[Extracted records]
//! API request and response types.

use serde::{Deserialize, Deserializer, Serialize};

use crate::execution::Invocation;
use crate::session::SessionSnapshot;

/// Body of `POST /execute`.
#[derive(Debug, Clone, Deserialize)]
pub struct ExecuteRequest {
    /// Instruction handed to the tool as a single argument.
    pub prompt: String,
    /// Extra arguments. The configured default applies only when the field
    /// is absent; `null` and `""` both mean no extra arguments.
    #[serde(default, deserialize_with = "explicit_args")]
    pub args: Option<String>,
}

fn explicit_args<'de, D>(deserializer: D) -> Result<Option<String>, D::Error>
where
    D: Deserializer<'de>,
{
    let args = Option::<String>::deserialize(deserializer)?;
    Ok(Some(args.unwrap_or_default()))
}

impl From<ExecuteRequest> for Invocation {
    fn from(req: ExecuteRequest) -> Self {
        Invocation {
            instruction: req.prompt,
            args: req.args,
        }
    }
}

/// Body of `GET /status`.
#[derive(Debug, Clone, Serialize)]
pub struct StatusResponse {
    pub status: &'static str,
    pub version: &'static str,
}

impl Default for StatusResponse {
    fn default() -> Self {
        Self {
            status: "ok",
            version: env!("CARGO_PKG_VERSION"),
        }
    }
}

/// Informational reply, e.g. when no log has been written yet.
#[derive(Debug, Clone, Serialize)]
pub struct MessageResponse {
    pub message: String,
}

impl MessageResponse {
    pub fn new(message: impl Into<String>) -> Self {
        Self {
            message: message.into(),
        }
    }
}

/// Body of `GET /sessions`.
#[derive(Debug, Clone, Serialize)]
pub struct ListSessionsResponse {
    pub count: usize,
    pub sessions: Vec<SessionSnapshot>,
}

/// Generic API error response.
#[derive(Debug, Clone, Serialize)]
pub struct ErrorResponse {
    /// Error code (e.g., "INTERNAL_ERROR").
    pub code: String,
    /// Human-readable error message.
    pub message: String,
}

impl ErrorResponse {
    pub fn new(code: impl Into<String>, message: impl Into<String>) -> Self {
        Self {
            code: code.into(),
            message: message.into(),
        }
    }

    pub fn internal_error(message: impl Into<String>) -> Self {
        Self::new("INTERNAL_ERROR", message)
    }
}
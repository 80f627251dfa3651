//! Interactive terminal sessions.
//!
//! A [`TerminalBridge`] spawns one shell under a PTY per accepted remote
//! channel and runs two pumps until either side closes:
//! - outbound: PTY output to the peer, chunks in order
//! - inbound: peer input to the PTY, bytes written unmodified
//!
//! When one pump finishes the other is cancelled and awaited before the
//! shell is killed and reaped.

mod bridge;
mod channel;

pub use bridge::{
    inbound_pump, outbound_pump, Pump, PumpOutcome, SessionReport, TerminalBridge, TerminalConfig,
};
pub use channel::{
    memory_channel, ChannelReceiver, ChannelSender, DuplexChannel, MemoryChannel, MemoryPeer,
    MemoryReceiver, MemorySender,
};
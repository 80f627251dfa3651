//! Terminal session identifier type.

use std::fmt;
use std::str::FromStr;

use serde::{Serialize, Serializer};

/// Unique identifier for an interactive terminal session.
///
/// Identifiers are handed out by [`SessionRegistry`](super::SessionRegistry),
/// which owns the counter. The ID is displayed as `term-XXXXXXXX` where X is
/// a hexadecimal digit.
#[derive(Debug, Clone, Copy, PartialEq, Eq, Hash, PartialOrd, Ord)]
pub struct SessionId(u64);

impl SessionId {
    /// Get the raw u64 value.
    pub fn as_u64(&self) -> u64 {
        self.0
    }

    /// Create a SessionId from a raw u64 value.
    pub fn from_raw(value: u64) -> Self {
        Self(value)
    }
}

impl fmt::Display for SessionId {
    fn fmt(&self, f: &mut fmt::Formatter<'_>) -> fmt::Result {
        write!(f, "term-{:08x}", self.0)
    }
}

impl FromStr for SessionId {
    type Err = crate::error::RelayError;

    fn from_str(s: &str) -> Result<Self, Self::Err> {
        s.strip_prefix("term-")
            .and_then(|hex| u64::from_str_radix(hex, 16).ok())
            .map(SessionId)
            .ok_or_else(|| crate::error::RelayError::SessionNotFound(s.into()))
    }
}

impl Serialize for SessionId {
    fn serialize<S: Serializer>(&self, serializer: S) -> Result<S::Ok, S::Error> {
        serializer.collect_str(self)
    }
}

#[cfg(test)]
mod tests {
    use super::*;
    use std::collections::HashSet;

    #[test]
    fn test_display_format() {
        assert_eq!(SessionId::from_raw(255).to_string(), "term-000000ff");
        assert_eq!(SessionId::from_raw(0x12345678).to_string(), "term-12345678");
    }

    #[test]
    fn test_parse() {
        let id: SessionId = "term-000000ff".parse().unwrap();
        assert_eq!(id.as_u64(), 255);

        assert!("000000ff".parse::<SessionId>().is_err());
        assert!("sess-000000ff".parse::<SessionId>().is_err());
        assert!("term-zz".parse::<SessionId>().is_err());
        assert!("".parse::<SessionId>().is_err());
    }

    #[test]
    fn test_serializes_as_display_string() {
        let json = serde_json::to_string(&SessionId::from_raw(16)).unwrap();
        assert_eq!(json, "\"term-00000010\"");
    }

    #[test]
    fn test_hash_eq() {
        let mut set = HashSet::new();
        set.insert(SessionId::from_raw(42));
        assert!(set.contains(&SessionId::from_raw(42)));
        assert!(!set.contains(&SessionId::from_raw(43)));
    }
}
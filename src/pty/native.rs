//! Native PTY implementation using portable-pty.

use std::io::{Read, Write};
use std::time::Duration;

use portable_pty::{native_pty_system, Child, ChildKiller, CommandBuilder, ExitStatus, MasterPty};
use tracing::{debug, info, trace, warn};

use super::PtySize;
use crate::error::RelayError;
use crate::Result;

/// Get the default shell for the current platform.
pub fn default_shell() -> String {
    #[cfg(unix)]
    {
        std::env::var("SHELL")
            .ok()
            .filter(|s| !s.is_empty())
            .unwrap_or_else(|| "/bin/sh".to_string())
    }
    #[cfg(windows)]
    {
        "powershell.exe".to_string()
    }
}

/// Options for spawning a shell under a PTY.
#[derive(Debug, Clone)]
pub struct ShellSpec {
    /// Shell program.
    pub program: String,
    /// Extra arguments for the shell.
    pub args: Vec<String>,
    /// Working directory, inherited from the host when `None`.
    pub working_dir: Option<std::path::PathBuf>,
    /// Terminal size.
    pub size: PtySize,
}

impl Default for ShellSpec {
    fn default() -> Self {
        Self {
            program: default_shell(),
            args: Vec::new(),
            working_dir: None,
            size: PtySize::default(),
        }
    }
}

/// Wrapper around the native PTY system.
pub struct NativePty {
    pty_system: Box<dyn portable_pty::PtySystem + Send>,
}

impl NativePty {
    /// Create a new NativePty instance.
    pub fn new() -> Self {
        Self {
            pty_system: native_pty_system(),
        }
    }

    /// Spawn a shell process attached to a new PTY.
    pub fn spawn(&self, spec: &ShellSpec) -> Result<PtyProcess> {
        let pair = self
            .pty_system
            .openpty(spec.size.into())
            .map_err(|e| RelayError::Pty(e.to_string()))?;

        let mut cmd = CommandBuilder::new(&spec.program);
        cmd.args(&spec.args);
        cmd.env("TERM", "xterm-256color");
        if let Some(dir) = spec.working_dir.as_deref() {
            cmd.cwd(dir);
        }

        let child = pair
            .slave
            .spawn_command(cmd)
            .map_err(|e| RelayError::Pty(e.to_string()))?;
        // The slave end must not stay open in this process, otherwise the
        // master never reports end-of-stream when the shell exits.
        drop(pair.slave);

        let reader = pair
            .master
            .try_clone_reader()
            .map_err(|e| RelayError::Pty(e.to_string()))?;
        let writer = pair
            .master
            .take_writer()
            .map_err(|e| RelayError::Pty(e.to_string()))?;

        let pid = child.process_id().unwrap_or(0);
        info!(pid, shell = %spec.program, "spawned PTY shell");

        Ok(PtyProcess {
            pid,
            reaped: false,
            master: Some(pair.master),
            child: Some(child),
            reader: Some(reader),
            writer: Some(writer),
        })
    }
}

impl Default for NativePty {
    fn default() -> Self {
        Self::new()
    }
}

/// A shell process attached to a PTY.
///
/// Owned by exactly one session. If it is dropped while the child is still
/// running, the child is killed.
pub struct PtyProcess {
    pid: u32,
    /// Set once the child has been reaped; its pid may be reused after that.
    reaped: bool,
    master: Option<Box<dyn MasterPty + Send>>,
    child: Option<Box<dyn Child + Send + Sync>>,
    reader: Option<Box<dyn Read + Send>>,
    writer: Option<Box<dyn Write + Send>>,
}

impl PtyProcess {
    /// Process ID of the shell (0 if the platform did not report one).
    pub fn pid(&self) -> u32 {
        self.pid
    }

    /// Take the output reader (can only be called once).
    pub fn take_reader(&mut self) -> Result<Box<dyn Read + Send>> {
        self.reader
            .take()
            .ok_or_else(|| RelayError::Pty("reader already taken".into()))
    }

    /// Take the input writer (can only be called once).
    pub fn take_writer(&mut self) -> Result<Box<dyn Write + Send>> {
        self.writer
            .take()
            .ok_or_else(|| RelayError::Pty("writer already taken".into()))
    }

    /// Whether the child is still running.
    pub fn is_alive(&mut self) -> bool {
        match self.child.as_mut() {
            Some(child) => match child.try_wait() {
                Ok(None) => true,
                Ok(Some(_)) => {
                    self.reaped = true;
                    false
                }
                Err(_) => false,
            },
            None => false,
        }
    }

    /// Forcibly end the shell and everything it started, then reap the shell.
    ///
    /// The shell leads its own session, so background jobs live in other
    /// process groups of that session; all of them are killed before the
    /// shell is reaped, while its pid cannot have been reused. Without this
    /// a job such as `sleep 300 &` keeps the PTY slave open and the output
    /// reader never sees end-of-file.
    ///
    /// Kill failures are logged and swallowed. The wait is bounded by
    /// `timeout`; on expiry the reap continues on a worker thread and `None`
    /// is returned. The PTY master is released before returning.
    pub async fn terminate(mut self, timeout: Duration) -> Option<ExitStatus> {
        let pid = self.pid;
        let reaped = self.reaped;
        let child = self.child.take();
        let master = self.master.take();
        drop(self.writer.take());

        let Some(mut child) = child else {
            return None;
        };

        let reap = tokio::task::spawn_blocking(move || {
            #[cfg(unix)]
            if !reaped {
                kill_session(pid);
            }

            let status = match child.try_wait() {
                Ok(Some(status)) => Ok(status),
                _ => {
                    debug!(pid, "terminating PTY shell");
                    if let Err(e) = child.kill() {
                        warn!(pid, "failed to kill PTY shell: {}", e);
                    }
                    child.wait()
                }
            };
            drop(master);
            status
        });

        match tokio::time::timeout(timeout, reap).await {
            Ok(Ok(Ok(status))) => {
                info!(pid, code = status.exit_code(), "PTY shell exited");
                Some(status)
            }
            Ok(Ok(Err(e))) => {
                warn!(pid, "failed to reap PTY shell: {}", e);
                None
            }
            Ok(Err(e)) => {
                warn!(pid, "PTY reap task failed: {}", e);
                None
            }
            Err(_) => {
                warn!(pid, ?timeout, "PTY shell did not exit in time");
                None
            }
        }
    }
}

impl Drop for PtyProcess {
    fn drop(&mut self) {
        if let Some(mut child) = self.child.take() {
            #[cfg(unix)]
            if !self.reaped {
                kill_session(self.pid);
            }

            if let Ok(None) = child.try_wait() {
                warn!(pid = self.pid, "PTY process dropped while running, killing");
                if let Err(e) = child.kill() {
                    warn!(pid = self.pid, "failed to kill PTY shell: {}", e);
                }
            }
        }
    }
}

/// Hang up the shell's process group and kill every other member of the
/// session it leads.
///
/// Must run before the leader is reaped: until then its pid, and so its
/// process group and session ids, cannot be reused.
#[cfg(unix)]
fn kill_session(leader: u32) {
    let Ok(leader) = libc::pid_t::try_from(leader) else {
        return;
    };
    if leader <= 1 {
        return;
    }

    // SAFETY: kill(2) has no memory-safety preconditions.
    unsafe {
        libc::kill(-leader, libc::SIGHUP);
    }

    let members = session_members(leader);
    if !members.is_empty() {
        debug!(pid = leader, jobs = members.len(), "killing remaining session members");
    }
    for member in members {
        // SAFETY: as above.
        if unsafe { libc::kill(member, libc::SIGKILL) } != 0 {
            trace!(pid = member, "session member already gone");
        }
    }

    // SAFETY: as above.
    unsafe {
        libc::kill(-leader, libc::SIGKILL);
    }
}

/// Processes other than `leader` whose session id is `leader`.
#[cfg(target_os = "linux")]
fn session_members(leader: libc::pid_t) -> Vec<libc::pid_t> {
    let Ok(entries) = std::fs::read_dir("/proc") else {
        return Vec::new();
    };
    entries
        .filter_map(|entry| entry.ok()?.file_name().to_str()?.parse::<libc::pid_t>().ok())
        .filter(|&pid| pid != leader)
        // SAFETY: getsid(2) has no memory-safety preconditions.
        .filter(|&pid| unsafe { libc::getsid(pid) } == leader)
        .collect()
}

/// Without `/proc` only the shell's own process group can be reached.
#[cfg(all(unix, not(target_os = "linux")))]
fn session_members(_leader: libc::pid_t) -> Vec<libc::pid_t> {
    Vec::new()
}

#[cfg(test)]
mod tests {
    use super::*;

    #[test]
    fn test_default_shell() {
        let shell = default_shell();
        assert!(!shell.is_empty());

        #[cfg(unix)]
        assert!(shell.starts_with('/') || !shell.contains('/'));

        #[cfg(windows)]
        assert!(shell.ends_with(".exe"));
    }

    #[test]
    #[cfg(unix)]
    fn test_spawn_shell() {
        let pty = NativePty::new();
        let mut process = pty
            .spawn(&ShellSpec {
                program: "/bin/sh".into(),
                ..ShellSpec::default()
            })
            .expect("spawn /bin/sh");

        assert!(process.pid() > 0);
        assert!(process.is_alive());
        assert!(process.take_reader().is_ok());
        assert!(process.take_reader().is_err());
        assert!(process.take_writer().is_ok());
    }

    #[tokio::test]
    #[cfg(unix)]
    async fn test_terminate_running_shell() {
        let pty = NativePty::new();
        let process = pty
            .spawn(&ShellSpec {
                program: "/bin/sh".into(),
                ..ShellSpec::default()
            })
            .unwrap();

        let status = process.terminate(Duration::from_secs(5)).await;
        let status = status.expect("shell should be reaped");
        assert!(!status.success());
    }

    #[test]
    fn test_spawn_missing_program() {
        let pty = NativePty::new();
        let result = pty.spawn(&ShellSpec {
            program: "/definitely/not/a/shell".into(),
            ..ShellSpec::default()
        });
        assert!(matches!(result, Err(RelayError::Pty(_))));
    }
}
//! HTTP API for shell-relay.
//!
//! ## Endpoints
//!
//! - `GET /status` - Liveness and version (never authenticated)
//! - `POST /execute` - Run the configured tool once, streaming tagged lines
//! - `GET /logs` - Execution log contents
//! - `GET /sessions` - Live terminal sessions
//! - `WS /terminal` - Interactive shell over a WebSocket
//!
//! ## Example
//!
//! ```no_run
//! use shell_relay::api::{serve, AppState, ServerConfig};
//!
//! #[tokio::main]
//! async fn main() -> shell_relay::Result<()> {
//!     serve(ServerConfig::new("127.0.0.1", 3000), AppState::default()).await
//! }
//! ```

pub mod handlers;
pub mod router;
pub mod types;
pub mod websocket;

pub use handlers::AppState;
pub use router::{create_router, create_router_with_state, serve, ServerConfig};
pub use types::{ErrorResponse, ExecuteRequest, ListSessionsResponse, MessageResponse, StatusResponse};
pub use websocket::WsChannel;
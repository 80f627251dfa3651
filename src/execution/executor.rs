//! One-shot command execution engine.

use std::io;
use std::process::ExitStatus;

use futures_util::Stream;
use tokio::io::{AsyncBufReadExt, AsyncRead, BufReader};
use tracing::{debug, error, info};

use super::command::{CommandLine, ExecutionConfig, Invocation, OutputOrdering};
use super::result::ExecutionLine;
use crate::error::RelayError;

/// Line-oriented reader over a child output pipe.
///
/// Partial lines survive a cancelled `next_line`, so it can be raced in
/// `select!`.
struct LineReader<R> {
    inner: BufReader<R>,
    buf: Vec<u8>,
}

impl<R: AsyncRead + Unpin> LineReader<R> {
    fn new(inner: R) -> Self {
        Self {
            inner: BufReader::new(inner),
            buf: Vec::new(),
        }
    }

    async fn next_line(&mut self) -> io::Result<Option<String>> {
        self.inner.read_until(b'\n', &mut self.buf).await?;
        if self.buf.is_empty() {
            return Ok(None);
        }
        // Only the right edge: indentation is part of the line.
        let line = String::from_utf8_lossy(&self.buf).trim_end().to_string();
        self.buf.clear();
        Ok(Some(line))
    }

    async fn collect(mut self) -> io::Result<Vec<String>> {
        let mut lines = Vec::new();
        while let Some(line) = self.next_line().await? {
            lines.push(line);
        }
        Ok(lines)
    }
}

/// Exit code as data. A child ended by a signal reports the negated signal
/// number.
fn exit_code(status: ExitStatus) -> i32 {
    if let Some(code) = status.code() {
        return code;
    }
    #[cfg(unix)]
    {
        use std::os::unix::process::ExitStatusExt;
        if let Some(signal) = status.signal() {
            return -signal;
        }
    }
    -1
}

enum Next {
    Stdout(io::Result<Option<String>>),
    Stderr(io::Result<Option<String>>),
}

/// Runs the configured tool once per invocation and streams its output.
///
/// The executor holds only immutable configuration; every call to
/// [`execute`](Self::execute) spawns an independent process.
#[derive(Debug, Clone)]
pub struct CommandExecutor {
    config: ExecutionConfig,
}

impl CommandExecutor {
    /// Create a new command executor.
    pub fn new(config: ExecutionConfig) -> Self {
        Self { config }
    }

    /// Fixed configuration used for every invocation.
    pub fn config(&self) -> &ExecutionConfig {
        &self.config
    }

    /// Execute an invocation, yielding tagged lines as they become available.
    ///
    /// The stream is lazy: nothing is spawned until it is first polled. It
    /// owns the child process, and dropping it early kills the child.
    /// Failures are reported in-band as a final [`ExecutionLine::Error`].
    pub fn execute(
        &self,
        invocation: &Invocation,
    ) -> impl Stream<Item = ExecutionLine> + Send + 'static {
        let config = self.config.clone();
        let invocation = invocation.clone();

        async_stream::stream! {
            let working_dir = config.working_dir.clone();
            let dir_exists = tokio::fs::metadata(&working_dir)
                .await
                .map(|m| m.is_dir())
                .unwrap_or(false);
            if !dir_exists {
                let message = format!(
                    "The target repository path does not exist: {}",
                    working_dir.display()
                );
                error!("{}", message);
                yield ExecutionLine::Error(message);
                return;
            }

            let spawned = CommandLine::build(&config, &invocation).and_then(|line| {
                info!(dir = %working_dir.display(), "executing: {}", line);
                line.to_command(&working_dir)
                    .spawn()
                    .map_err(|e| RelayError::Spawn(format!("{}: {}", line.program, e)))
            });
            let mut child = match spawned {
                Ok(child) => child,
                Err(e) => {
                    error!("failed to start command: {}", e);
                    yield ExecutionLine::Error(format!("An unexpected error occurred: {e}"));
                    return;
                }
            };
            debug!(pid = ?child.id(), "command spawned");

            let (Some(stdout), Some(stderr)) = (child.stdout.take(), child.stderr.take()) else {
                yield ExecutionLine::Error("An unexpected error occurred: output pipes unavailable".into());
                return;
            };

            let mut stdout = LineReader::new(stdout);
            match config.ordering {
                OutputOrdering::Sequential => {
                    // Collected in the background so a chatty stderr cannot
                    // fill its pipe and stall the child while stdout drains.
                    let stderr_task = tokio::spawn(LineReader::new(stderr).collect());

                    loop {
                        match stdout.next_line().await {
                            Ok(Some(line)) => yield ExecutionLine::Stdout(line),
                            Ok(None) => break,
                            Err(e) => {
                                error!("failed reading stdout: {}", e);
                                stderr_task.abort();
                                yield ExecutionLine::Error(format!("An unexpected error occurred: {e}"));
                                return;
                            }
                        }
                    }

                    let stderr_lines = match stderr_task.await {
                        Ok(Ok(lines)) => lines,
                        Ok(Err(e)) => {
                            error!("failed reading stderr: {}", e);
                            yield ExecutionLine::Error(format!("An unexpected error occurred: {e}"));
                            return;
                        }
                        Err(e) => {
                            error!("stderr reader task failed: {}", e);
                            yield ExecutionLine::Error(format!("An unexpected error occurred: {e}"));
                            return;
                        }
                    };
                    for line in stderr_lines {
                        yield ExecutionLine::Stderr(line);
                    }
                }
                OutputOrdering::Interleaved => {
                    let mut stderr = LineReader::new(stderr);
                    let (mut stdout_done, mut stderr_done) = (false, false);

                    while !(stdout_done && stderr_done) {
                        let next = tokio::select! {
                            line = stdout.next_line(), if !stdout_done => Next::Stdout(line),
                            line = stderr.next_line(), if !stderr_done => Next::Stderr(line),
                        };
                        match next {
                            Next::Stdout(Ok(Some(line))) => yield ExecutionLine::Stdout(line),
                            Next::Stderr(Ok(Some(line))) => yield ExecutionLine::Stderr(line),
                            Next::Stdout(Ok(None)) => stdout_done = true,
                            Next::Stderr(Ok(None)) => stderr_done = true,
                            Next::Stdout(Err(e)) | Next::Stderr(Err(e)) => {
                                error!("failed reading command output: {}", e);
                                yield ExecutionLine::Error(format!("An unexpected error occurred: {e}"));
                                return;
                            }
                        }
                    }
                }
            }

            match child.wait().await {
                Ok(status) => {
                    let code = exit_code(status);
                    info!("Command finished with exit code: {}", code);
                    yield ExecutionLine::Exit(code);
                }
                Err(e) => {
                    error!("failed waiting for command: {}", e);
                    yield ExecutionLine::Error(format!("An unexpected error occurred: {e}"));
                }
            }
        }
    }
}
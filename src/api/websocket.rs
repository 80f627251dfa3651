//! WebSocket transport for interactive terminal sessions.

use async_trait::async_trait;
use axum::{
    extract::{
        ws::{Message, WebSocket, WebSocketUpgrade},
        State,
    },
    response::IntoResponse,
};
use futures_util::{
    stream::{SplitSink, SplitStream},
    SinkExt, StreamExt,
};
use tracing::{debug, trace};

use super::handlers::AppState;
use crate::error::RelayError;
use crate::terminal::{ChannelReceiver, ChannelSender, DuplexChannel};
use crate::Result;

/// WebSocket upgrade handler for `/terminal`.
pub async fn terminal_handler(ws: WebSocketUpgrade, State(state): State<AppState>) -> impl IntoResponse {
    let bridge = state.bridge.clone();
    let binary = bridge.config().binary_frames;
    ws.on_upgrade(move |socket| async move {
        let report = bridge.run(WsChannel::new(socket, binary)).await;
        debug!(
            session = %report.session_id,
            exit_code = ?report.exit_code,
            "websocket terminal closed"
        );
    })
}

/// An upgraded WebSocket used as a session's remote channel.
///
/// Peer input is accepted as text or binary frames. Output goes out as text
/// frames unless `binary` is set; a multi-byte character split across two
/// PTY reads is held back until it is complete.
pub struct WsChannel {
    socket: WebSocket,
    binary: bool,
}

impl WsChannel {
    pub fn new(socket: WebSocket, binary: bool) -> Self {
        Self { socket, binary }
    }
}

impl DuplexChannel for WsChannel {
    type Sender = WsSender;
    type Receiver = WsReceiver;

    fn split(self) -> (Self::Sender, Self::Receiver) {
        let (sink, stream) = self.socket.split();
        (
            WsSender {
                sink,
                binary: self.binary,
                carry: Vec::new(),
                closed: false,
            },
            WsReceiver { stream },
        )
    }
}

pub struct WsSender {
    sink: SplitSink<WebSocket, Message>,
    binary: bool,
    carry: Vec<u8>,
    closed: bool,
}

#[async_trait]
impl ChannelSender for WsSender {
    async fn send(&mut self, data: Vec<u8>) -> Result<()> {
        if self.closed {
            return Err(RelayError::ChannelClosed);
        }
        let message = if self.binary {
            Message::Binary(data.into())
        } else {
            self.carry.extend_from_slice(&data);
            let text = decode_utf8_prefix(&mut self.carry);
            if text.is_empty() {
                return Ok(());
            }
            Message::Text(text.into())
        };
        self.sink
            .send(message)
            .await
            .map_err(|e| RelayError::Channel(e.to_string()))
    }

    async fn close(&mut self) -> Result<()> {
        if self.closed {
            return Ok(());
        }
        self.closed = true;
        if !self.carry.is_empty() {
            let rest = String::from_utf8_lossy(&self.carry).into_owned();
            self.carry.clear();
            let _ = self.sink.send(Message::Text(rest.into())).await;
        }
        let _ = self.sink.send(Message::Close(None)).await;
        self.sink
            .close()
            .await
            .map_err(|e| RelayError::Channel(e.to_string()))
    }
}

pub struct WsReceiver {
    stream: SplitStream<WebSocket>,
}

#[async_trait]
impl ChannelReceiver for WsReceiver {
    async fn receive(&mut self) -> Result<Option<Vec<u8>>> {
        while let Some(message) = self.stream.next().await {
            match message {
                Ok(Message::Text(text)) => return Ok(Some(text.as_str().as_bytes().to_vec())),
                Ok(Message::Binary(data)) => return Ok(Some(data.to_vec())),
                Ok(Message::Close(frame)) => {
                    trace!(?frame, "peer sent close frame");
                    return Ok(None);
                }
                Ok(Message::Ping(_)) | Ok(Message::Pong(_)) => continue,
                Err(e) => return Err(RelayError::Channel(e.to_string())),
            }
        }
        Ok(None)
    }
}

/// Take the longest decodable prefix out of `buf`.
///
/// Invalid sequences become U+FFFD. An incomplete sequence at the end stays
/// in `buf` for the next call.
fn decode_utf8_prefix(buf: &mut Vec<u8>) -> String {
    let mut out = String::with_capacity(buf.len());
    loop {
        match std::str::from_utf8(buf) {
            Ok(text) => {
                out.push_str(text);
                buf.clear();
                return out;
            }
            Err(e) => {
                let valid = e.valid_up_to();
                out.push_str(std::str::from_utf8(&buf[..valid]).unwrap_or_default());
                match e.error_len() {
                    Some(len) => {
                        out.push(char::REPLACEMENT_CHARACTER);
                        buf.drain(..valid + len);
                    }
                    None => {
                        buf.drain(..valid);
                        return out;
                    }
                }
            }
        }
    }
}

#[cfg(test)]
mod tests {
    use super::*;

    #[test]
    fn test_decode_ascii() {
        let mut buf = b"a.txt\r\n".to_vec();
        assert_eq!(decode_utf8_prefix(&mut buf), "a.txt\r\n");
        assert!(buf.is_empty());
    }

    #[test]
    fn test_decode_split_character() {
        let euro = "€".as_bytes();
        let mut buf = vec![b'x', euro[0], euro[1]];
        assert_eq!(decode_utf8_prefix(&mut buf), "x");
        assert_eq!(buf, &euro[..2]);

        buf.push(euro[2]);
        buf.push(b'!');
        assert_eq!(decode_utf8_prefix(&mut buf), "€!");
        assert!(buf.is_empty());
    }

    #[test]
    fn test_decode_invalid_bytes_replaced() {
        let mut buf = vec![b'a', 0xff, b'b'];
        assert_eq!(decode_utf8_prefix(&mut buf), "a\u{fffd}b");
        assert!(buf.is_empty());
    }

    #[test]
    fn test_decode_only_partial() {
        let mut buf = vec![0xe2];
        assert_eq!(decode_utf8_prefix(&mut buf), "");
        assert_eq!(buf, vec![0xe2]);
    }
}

**ASSIGNED TASK:**
Scan the data for the word "prompt" and copy every line where it shows up.

**RESPONSE:**
    pub prompt: String,
            instruction: req.prompt,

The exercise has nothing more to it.